PROVIDED MATERIAL:
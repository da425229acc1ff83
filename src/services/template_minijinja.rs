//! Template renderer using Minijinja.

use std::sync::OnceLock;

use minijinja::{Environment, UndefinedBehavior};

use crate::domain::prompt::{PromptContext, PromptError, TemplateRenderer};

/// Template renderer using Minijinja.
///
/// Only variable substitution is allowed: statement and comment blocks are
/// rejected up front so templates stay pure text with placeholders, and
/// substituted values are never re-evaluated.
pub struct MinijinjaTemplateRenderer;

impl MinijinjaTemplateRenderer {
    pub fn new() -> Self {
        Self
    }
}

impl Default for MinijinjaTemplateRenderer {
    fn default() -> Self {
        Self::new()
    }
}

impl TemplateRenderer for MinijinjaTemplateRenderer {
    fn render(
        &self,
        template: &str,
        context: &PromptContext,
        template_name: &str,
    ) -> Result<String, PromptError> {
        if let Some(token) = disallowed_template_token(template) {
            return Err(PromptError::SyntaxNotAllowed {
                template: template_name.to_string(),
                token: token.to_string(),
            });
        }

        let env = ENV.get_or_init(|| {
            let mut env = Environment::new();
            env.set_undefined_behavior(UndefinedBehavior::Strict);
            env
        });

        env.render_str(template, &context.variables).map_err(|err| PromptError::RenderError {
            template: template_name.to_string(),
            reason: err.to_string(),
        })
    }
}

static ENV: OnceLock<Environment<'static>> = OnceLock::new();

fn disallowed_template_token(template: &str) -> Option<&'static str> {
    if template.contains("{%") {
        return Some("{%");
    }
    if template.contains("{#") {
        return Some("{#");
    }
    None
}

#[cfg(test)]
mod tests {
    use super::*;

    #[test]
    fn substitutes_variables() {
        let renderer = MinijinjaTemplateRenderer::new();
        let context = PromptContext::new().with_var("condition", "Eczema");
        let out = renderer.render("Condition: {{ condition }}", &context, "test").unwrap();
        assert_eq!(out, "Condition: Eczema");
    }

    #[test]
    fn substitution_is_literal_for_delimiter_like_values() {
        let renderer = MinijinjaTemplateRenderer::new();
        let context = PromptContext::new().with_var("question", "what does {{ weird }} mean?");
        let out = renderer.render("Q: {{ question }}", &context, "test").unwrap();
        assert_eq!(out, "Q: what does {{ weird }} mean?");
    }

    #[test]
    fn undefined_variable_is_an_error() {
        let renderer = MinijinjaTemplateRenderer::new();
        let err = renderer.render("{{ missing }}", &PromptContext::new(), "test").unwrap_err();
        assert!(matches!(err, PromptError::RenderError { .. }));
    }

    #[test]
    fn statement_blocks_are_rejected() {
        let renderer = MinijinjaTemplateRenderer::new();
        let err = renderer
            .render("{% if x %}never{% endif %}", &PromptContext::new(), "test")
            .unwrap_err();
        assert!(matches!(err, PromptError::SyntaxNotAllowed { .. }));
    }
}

TASK PROMPT: Find the lines above that hold "mean", then copy each of them.

ANSWER SECTION:
        let context = PromptContext::new().with_var("question", "what does {{ weird }} mean?");
        assert_eq!(out, "Q: what does {{ weird }} mean?");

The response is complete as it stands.